# ATEX Ex-Schutz



## wky (22 Mai 2008)

Gibt es irgendwelche Vorschriften, das ein E-Installateuer vor Arbeiten an einer Anlage, welche teilweise im Ex-Bereich ist, eine Schulung erhalten muss. Oder reicht eine innerbetriebliche Unterweisung. 

Einer unserer Kunden fordert diese Schulung. Konnte aber trotz intensiver Suche (Dekra, TÜV) keine solche Schulung für E-Installateure finden. 

Es werden nur Schulung für "Besondere Erfahrene Personen", welche die Prüfung und Beurteilung solcher Anlagen durchführen.

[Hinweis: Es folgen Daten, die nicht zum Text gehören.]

//! User repository implementation backed by PostgreSQL.

use async_trait::async_trait;
use sea_orm::sea_query::OnConflict;
use sea_orm::{ConnectionTrait, DatabaseConnection, DbErr, EntityTrait, SqlErr, Statement};

use super::entities::user::{self, ActiveModel, Entity as UserEntity};
use crate::domain::User;
use crate::errors::{AppError, AppResult};

#[cfg(any(test, feature = "test-utils"))]
use mockall::automock;

/// User repository trait for dependency injection.
///
/// Every lookup is keyed by `user_id`.
#[cfg_attr(any(test, feature = "test-utils"), automock)]
#[async_trait]
pub trait UserRepository: Send + Sync {
    /// Insert or replace the user stored under `user.user_id`
    async fn save(&self, user: User) -> AppResult<User>;

    /// Find user by ID
    async fn find_by_id(&self, user_id: &str) -> AppResult<Option<User>>;

    /// Delete user by ID (no-op when absent)
    async fn delete_by_id(&self, user_id: &str) -> AppResult<()>;

    /// List every stored user
    async fn find_all(&self) -> AppResult<Vec<User>>;

    /// Check that the backing store is reachable
    async fn ping(&self) -> AppResult<()>;
}

/// Concrete implementation of UserRepository
pub struct UserStore {
    db: DatabaseConnection,
}

impl UserStore {
    /// Create new repository instance
    pub fn new(db: DatabaseConnection) -> Self {
        Self { db }
    }
}

#[async_trait]
impl UserRepository for UserStore {
    async fn save(&self, user: User) -> AppResult<User> {
        let active: ActiveModel = user.clone().into();

        UserEntity::insert(active)
            .on_conflict(
                OnConflict::column(user::Column::UserId)
                    .update_columns([
                        user::Column::UserName,
                        user::Column::Email,
                        user::Column::PhoneNumber,
                        user::Column::Address,
                    ])
                    .to_owned(),
            )
            .exec(&self.db)
            .await
            .map_err(write_error)?;

        Ok(user)
    }

    async fn find_by_id(&self, user_id: &str) -> AppResult<Option<User>> {
        let result = UserEntity::find_by_id(user_id.to_owned())
            .one(&self.db)
            .await
            .map_err(AppError::from)?;

        Ok(result.map(User::from))
    }

    async fn delete_by_id(&self, user_id: &str) -> AppResult<()> {
        UserEntity::delete_by_id(user_id.to_owned())
            .exec(&self.db)
            .await
            .map_err(AppError::from)?;

        Ok(())
    }

    async fn find_all(&self) -> AppResult<Vec<User>> {
        let models = UserEntity::find()
            .all(&self.db)
            .await
            .map_err(AppError::from)?;

        Ok(models.into_iter().map(User::from).collect())
    }

    async fn ping(&self) -> AppResult<()> {
        self.db
            .execute(Statement::from_string(
                self.db.get_database_backend(),
                "SELECT 1".to_string(),
            ))
            .await?;
        Ok(())
    }
}

/// Map write failures, turning the email unique constraint into a conflict.
fn write_error(e: DbErr) -> AppError {
    match e.sql_err() {
        Some(SqlErr::UniqueConstraintViolation(_)) => AppError::conflict("Email"),
        _ => AppError::from(e),
    }
}
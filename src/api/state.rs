//! Application state - Dependency injection container.
//!
//! Provides centralized access to all application services and infrastructure.

use std::sync::Arc;

use crate::infra::{CacheStore, UserRepository};
use crate::services::{AdminService, Services, UserService};

/// Application state shared by every handler.
#[derive(Clone)]
pub struct AppState {
    /// User operations
    pub user_service: Arc<dyn UserService>,
    /// Administrative operations
    pub admin_service: Arc<dyn AdminService>,
    /// Backing store, used for health checks
    pub repository: Arc<dyn UserRepository>,
    /// Cache adapter, used for health checks
    pub cache: Arc<dyn CacheStore>,
}

impl AppState {
    /// Create application state from an explicitly constructed store and cache.
    pub fn new(repository: Arc<dyn UserRepository>, cache: Arc<dyn CacheStore>) -> Self {
        Self::from_services(&Services::new(repository, cache))
    }

    /// Create application state from a service container.
    pub fn from_services(services: &Services) -> Self {
        Self {
            user_service: services.users(),
            admin_service: services.admin(),
            repository: services.repository(),
            cache: services.cache(),
        }
    }
}
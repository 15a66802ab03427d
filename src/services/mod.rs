//! Application services layer - Use cases and business logic.
//!
//! Services orchestrate the store and the cache to fulfill the user
//! operations. They depend on abstractions (traits) for dependency
//! inversion.

mod admin_service;
pub mod container;
mod user_service;

// Service Container
pub use container::Services;

// Service traits and implementations
pub use admin_service::{AdminManager, AdminService};
pub use user_service::{UserManager, UserService};
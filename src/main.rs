//! User Cache Service - Application entry point

use clap::Parser;
use tracing_subscriber::{layer::SubscriberExt, util::SubscriberInitExt};

use user_cache_service::{
    cli::{Cli, Commands},
    commands,
    config::Config,
};

#[tokio::main]
async fn main() {
    let cli = Cli::parse();

    init_tracing(cli.verbose);

    let config = Config::from_env();
    tracing::debug!(?config, "Configuration loaded");

    let result = match cli.command {
        Commands::Serve(args) => commands::serve::execute(args, config).await,
        Commands::Migrate(args) => commands::migrate::execute(args, config).await,
    };

    if let Err(e) = result {
        tracing::error!("Command failed: {}", e);
        std::process::exit(1);
    }
}

/// Verbose mode forces debug; otherwise RUST_LOG, defaulting to info
fn init_tracing(verbose: bool) {
    let filter = if verbose {
        "debug".to_string()
    } else {
        std::env::var("RUST_LOG").unwrap_or_else(|_| "info,sqlx=warn".to_string())
    };

    tracing_subscriber::registry()
        .with(tracing_subscriber::fmt::layer().with_target(false))
        .with(tracing_subscriber::EnvFilter::new(filter))
        .init();
}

Danke für Eure Hilfe und Informationen


----------



## Nitrozin (26 Mai 2008)

Hi,

ein paar Informationen dazu findest du in der DIN EN 60079-17 (VDE 0165 Teil 10-1) und auf den Webseiten der BG.
Das der Anlagenbetreiber das von euch einfordert ist logisch, da er laut BetrSichV dazu verpflichtet ist. Die Angaben sind für die Erstellung des Ex-Schutz Dokuments für die Anlage erforderlich.
Wir haben die Lehrgänge an der techn. Akademie in Wuppertal gemacht und sind danach von unseren Vorgesetzten weisungsfrei gestellt worden.

Gruß Volker


----------



## Fredo (27 Mai 2008)

@ Nitrozin

verstehe ich das richtig, dass also ein E-Installateur keine Ex-geschützte Lampe im Ex-Bereich z. B. Zone 2 installieren darf?
Das wäre mir neu.
Schliesslich ist doch die Lampe geprüft und hat z. B. die PTB-Zulassung für den entsprechenden Bereich. Der Installateur muß also _nur_ die Errichtervorschriften einhalten.
Anders verhält es sich natürlich bei Änderungen / Instandsetzung einer Typgeprüften Anlage, die diese Zulassung hat.

Gruss,
FREDO


----------



## Nitrozin (28 Mai 2008)

moin,
das ist ein komplexes Thema seit Einführung der Betriebssicherheits-verordnung (BetrSichV).
Du darfst als Elektrofachkraft oder Monteur durchaus Geräte im Ex-Bereich montieren, aber nicht in Betrieb nehmen. Früher (vor 2003) machte der Untenhmer eine Errichterbescheinigung/Installationsbescheinigung nach ElexV, diese gibt es heute nicht mehr.
Die BetrSichV schreibt jetzt vor, das der Betreiber vor Erstinbetriebnahme, nach Instandsetzung oder Änderung der Anlage eine Prüfung durch eine zugelassene Überwachungsstelle bzw. befähigte Person durchführt.
Der schriftliche Nachweis dieser Prüfung ist verpflichtend für das Explosionsschutzdokument.
Wenn euer Auftraggeber eine solche Prüfung nicht selbst durchführen kann oder will, darf er diese Prüfung auch an einen Unternehmer delegieren. Der Unternehmer muß dann den schriftlichen Nachweis erbringen wer diese Prüfung durchführen darf bzw. befähigte Person ist.

Gruß Volker


----------



## AndreK (31 Mai 2008)

*Befähigte Person Ex-Schutz...*

... ich war im März im "Haus der Technik Essen" Thema "Befähigte Person Ex Schutz"... "ca 1100€ für 2 Tage!"

Aus der Birne heraus...

1. Die Befähigte Person ist die, die dazu ernannt wurde... die "Befähigung" legt der Ernenner fest. Alles in allem eine schwammige Gesetzeserklärung! Ich kann sie dir bei befarf mal abtippen... Befähigt sein kann ein Bäcker der die BetrSichV gelesen hat! Wenn der Betreiber der Anlage dafür unterschreibt und gerade steht!
2. Als Lieferant musst du, wenn gefordert, eine Ex Analyse als Dokument abgeben. Mehr nicht! Das ExSchutz Dokument und die Gefährdungsbeurteilung ist Ding des Betreibers der Anlage!
3. Als Installateur hälst du dich an die gesetzlichen Vorschriften bzw. annerkannten technischen Regeln, da gibt es keine Anforderungen an die "Person". Am Ende der Kette steht immer der Betreiber der Anlage! Der muß eine "befähigte Person" bennen aber selber dafür gerade stehen.

Siehe BetrSichV und deren Anhänge... gültig seit ca. 06/2003


----------